Disclaimer: This article on your real estate deal is intended for the purposes of providing information only and is to be used only for the purposes of guidance. This article is not intended to be relied upon as the giving of legal advice and does not purport to be exhaustive.

You’ve sold your house! You’re packing up and getting ready to move. But then, seemingly out of nowhere, it looks like the deal may not actually go through.

Or perhaps partway through the transaction, an issue arises that needs to be addressed before the deal can be finalized. Regardless of the circumstances, it’s important to know your rights. It’s important to know how to protect yourself when a real estate transaction goes off the rails.

In this article, we will discuss why a deal may suddenly be on shaky ground. Then we will outline what your options are if that is the case. We always welcome you to book a complimentary consultation with our team to discuss your situation in greater detail.

a man considering his real estate transaction in hamilton

Why might a real estate purchase or sale not close?
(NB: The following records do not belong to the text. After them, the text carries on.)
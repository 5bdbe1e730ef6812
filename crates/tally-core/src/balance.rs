//! Account balance types.
//!
//! This module defines the authoritative balance record for an account:
//! total credits owned, credits held by active reservations, and the
//! monotonic version used to order snapshots.

use chrono::{DateTime, Utc};
use serde::{Deserialize, Serialize};

use crate::AccountId;

/// The authoritative credit balance for one account.
///
/// The invariant `0 <= reserved_cents <= balance_cents` holds at all times;
/// every mutation is checked before it is persisted.
#[derive(Debug, Clone, Serialize, Deserialize)]
pub struct AccountBalance {
    /// The account this balance belongs to.
    pub account_id: AccountId,

    /// Total credits owned, in cents. Never negative.
    pub balance_cents: i64,

    /// Sum of all active (pending) holds, in cents. Never negative,
    /// never greater than `balance_cents`.
    pub reserved_cents: i64,

    /// Monotonically increasing version, bumped on every mutation.
    pub version: u64,

    /// When the account was created.
    pub created_at: DateTime<Utc>,

    /// When the balance was last updated.
    pub updated_at: DateTime<Utc>,
}

impl AccountBalance {
    /// Create a new account with zero balance.
    #[must_use]
    pub fn new(account_id: AccountId) -> Self {
        let now = Utc::now();
        Self {
            account_id,
            balance_cents: 0,
            reserved_cents: 0,
            version: 0,
            created_at: now,
            updated_at: now,
        }
    }

    /// Credits available for new reservations: `balance - reserved`.
    #[must_use]
    pub const fn available_cents(&self) -> i64 {
        self.balance_cents - self.reserved_cents
    }

    /// Check whether the balance satisfies the ledger invariant.
    #[must_use]
    pub const fn invariants_hold(&self) -> bool {
        self.balance_cents >= 0
            && self.reserved_cents >= 0
            && self.reserved_cents <= self.balance_cents
    }
}

#[cfg(test)]
mod tests {
    use super::*;

    #[test]
    fn new_account_is_empty() {
        let balance = AccountBalance::new(AccountId::generate());
        assert_eq!(balance.balance_cents, 0);
        assert_eq!(balance.reserved_cents, 0);
        assert_eq!(balance.available_cents(), 0);
        assert_eq!(balance.version, 0);
        assert!(balance.invariants_hold());
    }

    #[test]
    fn available_is_balance_minus_reserved() {
        let mut balance = AccountBalance::new(AccountId::generate());
        balance.balance_cents = 1000;
        balance.reserved_cents = 300;
        assert_eq!(balance.available_cents(), 700);
        assert!(balance.invariants_hold());
    }

    #[test]
    fn invariant_rejects_negative_balance() {
        let mut balance = AccountBalance::new(AccountId::generate());
        balance.balance_cents = -1;
        assert!(!balance.invariants_hold());
    }

    #[test]
    fn invariant_rejects_reserved_above_balance() {
        let mut balance = AccountBalance::new(AccountId::generate());
        balance.balance_cents = 100;
        balance.reserved_cents = 101;
        assert!(!balance.invariants_hold());
    }
}
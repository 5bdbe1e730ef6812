//! Per-account lock registry.
//!
//! Balance mutations for one account serialize on an async mutex; mutations
//! for different accounts proceed independently. Lock acquisition is
//! bounded: a caller that cannot get the lock in time receives a transient
//! error and may retry.

use std::collections::HashMap;
use std::sync::Arc;
use std::time::Duration;

use tokio::sync::{Mutex, OwnedMutexGuard};

use tally_core::{AccountId, LedgerError, Result};

/// Registry of per-account mutexes.
///
/// Entries are created on first use and kept for the life of the engine;
/// each is a handful of bytes.
#[derive(Default)]
pub(crate) struct AccountLocks {
    inner: Mutex<HashMap<AccountId, Arc<Mutex<()>>>>,
}

impl AccountLocks {
    pub fn new() -> Self {
        Self::default()
    }

    /// Acquire the lock for one account, waiting at most `timeout`.
    ///
    /// # Errors
    ///
    /// Returns `LedgerError::TransientStore` if the lock cannot be acquired
    /// within `timeout`.
    pub async fn acquire(
        &self,
        account_id: AccountId,
        timeout: Duration,
    ) -> Result<OwnedMutexGuard<()>> {
        let entry = {
            let mut map = self.inner.lock().await;
            Arc::clone(map.entry(account_id).or_default())
        };

        tokio::time::timeout(timeout, entry.lock_owned())
            .await
            .map_err(|_| {
                LedgerError::TransientStore(format!(
                    "timed out waiting for account lock: {account_id}"
                ))
            })
    }
}
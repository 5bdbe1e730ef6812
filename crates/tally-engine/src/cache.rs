//! Balance cache with fail-open degradation.
//!
//! A read-through/write-through mirror of balance rows in front of the
//! store. The cache is never authoritative: mutations always read the store
//! under the account lock, and cached mirrors carry a TTL. Any backend
//! error trips a circuit breaker so a flapping cache does not add latency
//! to every request; while degraded, reads skip the backend entirely.

use std::collections::HashMap;
use std::sync::atomic::{AtomicU64, Ordering};
use std::sync::Arc;
use std::time::{Duration, Instant};

use async_trait::async_trait;
use tokio::sync::Mutex;

use tally_core::{AccountBalance, AccountId, ReservationId};

/// Cache key prefixes.
pub mod keys {
    use super::{AccountId, ReservationId};

    /// Key for a cached balance mirror.
    #[must_use]
    pub fn balance(account_id: &AccountId) -> String {
        format!("tally:balance:{account_id}")
    }

    /// Key for a cleanup exclusion token.
    #[must_use]
    pub fn cleanup_token(reservation_id: &ReservationId) -> String {
        format!("tally:cleanup:{reservation_id}")
    }
}

/// Error from a cache backend.
#[derive(Debug, thiserror::Error)]
#[error("cache backend error: {0}")]
pub struct CacheError(String);

impl CacheError {
    /// Wrap a backend error message.
    #[must_use]
    pub fn new(message: impl Into<String>) -> Self {
        Self(message.into())
    }
}

/// Result type for cache backend operations.
pub type CacheResult<T> = std::result::Result<T, CacheError>;

/// A Redis-like key/value backend with TTLs.
///
/// Implementations must be cheap to call concurrently; the engine shares
/// one backend between the balance cache and the cleanup worker's
/// exclusion tokens.
#[async_trait]
pub trait CacheBackend: Send + Sync {
    /// Get a value.
    async fn get(&self, key: &str) -> CacheResult<Option<String>>;

    /// Set a value with a TTL.
    async fn set_ex(&self, key: &str, value: &str, ttl: Duration) -> CacheResult<()>;

    /// Delete a value. Deleting an absent key is a no-op.
    async fn del(&self, key: &str) -> CacheResult<()>;

    /// Atomically set a value with a TTL only if the key is absent.
    /// Returns `true` if the key was set.
    async fn set_nx_ex(&self, key: &str, value: &str, ttl: Duration) -> CacheResult<bool>;
}

// =============================================================================
// In-memory backend
// =============================================================================

/// In-process cache backend.
///
/// The default backend for single-instance deployments and tests. TTLs are
/// honored lazily on read.
#[derive(Default)]
pub struct MemoryCache {
    entries: Mutex<HashMap<String, (String, Instant)>>,
}

impl MemoryCache {
    /// Create an empty in-memory cache.
    #[must_use]
    pub fn new() -> Self {
        Self::default()
    }
}

#[async_trait]
impl CacheBackend for MemoryCache {
    async fn get(&self, key: &str) -> CacheResult<Option<String>> {
        let mut entries = self.entries.lock().await;
        match entries.get(key) {
            Some((_, deadline)) if *deadline <= Instant::now() => {
                entries.remove(key);
                Ok(None)
            }
            Some((value, _)) => Ok(Some(value.clone())),
            None => Ok(None),
        }
    }

    async fn set_ex(&self, key: &str, value: &str, ttl: Duration) -> CacheResult<()> {
        let mut entries = self.entries.lock().await;
        entries.insert(key.to_string(), (value.to_string(), Instant::now() + ttl));
        Ok(())
    }

    async fn del(&self, key: &str) -> CacheResult<()> {
        self.entries.lock().await.remove(key);
        Ok(())
    }

    async fn set_nx_ex(&self, key: &str, value: &str, ttl: Duration) -> CacheResult<bool> {
        let mut entries = self.entries.lock().await;
        let live = entries
            .get(key)
            .is_some_and(|(_, deadline)| *deadline > Instant::now());
        if live {
            return Ok(false);
        }
        entries.insert(key.to_string(), (value.to_string(), Instant::now() + ttl));
        Ok(true)
    }
}

// =============================================================================
// Redis backend
// =============================================================================

/// Redis cache backend.
#[cfg(feature = "redis-backend")]
pub struct RedisCache {
    conn: redis::aio::ConnectionManager,
}

#[cfg(feature = "redis-backend")]
impl RedisCache {
    /// Connect to Redis and build a managed connection.
    ///
    /// # Errors
    ///
    /// Returns an error if the client cannot be created or the connection
    /// cannot be established.
    pub async fn connect(url: &str) -> CacheResult<Self> {
        let client = redis::Client::open(url).map_err(|e| CacheError::new(e.to_string()))?;
        let conn = redis::aio::ConnectionManager::new(client)
            .await
            .map_err(|e| CacheError::new(e.to_string()))?;
        Ok(Self { conn })
    }
}

#[cfg(feature = "redis-backend")]
#[async_trait]
impl CacheBackend for RedisCache {
    async fn get(&self, key: &str) -> CacheResult<Option<String>> {
        use redis::AsyncCommands;
        let mut conn = self.conn.clone();
        conn.get(key)
            .await
            .map_err(|e| CacheError::new(e.to_string()))
    }

    async fn set_ex(&self, key: &str, value: &str, ttl: Duration) -> CacheResult<()> {
        use redis::AsyncCommands;
        let mut conn = self.conn.clone();
        let seconds = usize::try_from(ttl.as_secs()).unwrap_or(usize::MAX);
        conn.set_ex(key, value, seconds)
            .await
            .map_err(|e| CacheError::new(e.to_string()))
    }

    async fn del(&self, key: &str) -> CacheResult<()> {
        use redis::AsyncCommands;
        let mut conn = self.conn.clone();
        conn.del(key)
            .await
            .map_err(|e| CacheError::new(e.to_string()))
    }

    async fn set_nx_ex(&self, key: &str, value: &str, ttl: Duration) -> CacheResult<bool> {
        let mut conn = self.conn.clone();
        let response: Option<String> = redis::cmd("SET")
            .arg(key)
            .arg(value)
            .arg("NX")
            .arg("EX")
            .arg(ttl.as_secs())
            .query_async(&mut conn)
            .await
            .map_err(|e| CacheError::new(e.to_string()))?;
        Ok(response.is_some())
    }
}

// =============================================================================
// Degraded gate
// =============================================================================

/// Lock-free circuit breaker for the cache backend.
///
/// Trips on any backend error; while tripped, reads skip the backend until
/// the cooldown elapses.
struct DegradedGate {
    anchor: Instant,
    degraded_until_millis: AtomicU64,
    cooldown: Duration,
}

impl DegradedGate {
    fn new(cooldown: Duration) -> Self {
        Self {
            anchor: Instant::now(),
            degraded_until_millis: AtomicU64::new(0),
            cooldown,
        }
    }

    fn now_millis(&self) -> u64 {
        u64::try_from(self.anchor.elapsed().as_millis()).unwrap_or(u64::MAX)
    }

    fn is_degraded(&self) -> bool {
        self.now_millis() < self.degraded_until_millis.load(Ordering::Relaxed)
    }

    fn trip(&self) {
        let until = self
            .now_millis()
            .saturating_add(u64::try_from(self.cooldown.as_millis()).unwrap_or(u64::MAX));
        self.degraded_until_millis.store(until, Ordering::Relaxed);
    }
}

// =============================================================================
// Balance cache
// =============================================================================

/// Fail-open balance mirror in front of the store.
pub struct BalanceCache {
    backend: Arc<dyn CacheBackend>,
    ttl: Duration,
    gate: DegradedGate,
}

impl BalanceCache {
    /// Create a cache over the given backend.
    #[must_use]
    pub fn new(backend: Arc<dyn CacheBackend>, ttl: Duration, cooldown: Duration) -> Self {
        Self {
            backend,
            ttl,
            gate: DegradedGate::new(cooldown),
        }
    }

    /// Whether the cache is currently degraded.
    #[must_use]
    pub fn is_degraded(&self) -> bool {
        self.gate.is_degraded()
    }

    /// Look up a cached balance mirror. Returns `None` on miss, on any
    /// backend error, and while degraded.
    pub async fn get(&self, account_id: &AccountId) -> Option<AccountBalance> {
        if self.gate.is_degraded() {
            return None;
        }

        match self.backend.get(&keys::balance(account_id)).await {
            Ok(Some(json)) => match serde_json::from_str(&json) {
                Ok(balance) => Some(balance),
                Err(e) => {
                    tracing::warn!(account_id = %account_id, error = %e, "Discarding undecodable cached balance");
                    None
                }
            },
            Ok(None) => None,
            Err(e) => {
                tracing::warn!(account_id = %account_id, error = %e, "Cache read failed, marking degraded");
                self.gate.trip();
                None
            }
        }
    }

    /// Store a balance mirror. Errors are logged and swallowed.
    pub async fn set(&self, balance: &AccountBalance) {
        if self.gate.is_degraded() {
            return;
        }

        let json = match serde_json::to_string(balance) {
            Ok(json) => json,
            Err(e) => {
                tracing::warn!(account_id = %balance.account_id, error = %e, "Failed to encode balance for cache");
                return;
            }
        };

        if let Err(e) = self
            .backend
            .set_ex(&keys::balance(&balance.account_id), &json, self.ttl)
            .await
        {
            tracing::warn!(account_id = %balance.account_id, error = %e, "Cache write failed, marking degraded");
            self.gate.trip();
        }
    }

    /// Drop the mirror for an account after a mutation.
    ///
    /// Attempted even while degraded: a recovering cache must not serve a
    /// mirror that predates the mutation. Errors are logged and swallowed.
    pub async fn invalidate(&self, account_id: &AccountId) {
        if let Err(e) = self.backend.del(&keys::balance(account_id)).await {
            tracing::warn!(account_id = %account_id, error = %e, "Cache invalidation failed, marking degraded");
            self.gate.trip();
        }
    }
}

#[cfg(test)]
mod tests {
    use super::*;

    /// Backend that fails every call.
    struct BrokenBackend;

    #[async_trait]
    impl CacheBackend for BrokenBackend {
        async fn get(&self, _key: &str) -> CacheResult<Option<String>> {
            Err(CacheError::new("connection refused"))
        }

        async fn set_ex(&self, _key: &str, _value: &str, _ttl: Duration) -> CacheResult<()> {
            Err(CacheError::new("connection refused"))
        }

        async fn del(&self, _key: &str) -> CacheResult<()> {
            Err(CacheError::new("connection refused"))
        }

        async fn set_nx_ex(&self, _key: &str, _value: &str, _ttl: Duration) -> CacheResult<bool> {
            Err(CacheError::new("connection refused"))
        }
    }

    fn sample_balance() -> AccountBalance {
        let mut balance = AccountBalance::new(AccountId::generate());
        balance.balance_cents = 1000;
        balance.reserved_cents = 200;
        balance
    }

    #[tokio::test]
    async fn memory_backend_roundtrip() {
        let cache = MemoryCache::new();
        cache
            .set_ex("k", "v", Duration::from_secs(60))
            .await
            .unwrap();
        assert_eq!(cache.get("k").await.unwrap(), Some("v".into()));

        cache.del("k").await.unwrap();
        assert_eq!(cache.get("k").await.unwrap(), None);
    }

    #[tokio::test]
    async fn memory_backend_honors_ttl() {
        let cache = MemoryCache::new();
        cache.set_ex("k", "v", Duration::ZERO).await.unwrap();
        assert_eq!(cache.get("k").await.unwrap(), None);
    }

    #[tokio::test]
    async fn set_nx_respects_existing_keys() {
        let cache = MemoryCache::new();
        assert!(cache
            .set_nx_ex("token", "a", Duration::from_secs(60))
            .await
            .unwrap());
        assert!(!cache
            .set_nx_ex("token", "b", Duration::from_secs(60))
            .await
            .unwrap());

        // Expired entries can be claimed again.
        cache.set_ex("stale", "x", Duration::ZERO).await.unwrap();
        assert!(cache
            .set_nx_ex("stale", "y", Duration::from_secs(60))
            .await
            .unwrap());
    }

    #[tokio::test]
    async fn balance_cache_roundtrip() {
        let cache = BalanceCache::new(
            Arc::new(MemoryCache::new()),
            Duration::from_secs(30),
            Duration::from_secs(15),
        );
        let balance = sample_balance();

        assert!(cache.get(&balance.account_id).await.is_none());

        cache.set(&balance).await;
        let cached = cache.get(&balance.account_id).await.unwrap();
        assert_eq!(cached.balance_cents, 1000);
        assert_eq!(cached.reserved_cents, 200);

        cache.invalidate(&balance.account_id).await;
        assert!(cache.get(&balance.account_id).await.is_none());
    }

    #[tokio::test]
    async fn backend_failure_trips_the_gate() {
        let cache = BalanceCache::new(
            Arc::new(BrokenBackend),
            Duration::from_secs(30),
            Duration::from_secs(15),
        );
        let balance = sample_balance();

        assert!(!cache.is_degraded());
        assert!(cache.get(&balance.account_id).await.is_none());
        assert!(cache.is_degraded());

        // Degraded reads fall through without touching the backend, and
        // writes are silently dropped.
        assert!(cache.get(&balance.account_id).await.is_none());
        cache.set(&balance).await;
    }

    #[tokio::test]
    async fn gate_reopens_after_cooldown() {
        let gate = DegradedGate::new(Duration::ZERO);
        gate.trip();
        assert!(!gate.is_degraded());

        let gate = DegradedGate::new(Duration::from_secs(60));
        gate.trip();
        assert!(gate.is_degraded());
    }
}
First of all, you cannot back out of a real estate deal because you have changed your mind. You signed a legally binding contract and the other party has the right to sue you for breach of contract.

There are a few reasons why a transaction may fall through or fail to close on the closing date. Here are just some that our office have come across.

The buyer has trouble obtaining financing

This was relatively common when the market had cooled. The offer price and the house’s value to the bank were no longer equal. The bank would no longer provide financing for the offer price. Therefore, the buyer had to come up with the difference or the deal was lost.

The buyer may have initially been able to qualify for a loan. However, since then, their credit rating changed or their income dropped. The bank could no longer support the loan and the purchase had to be cancelled.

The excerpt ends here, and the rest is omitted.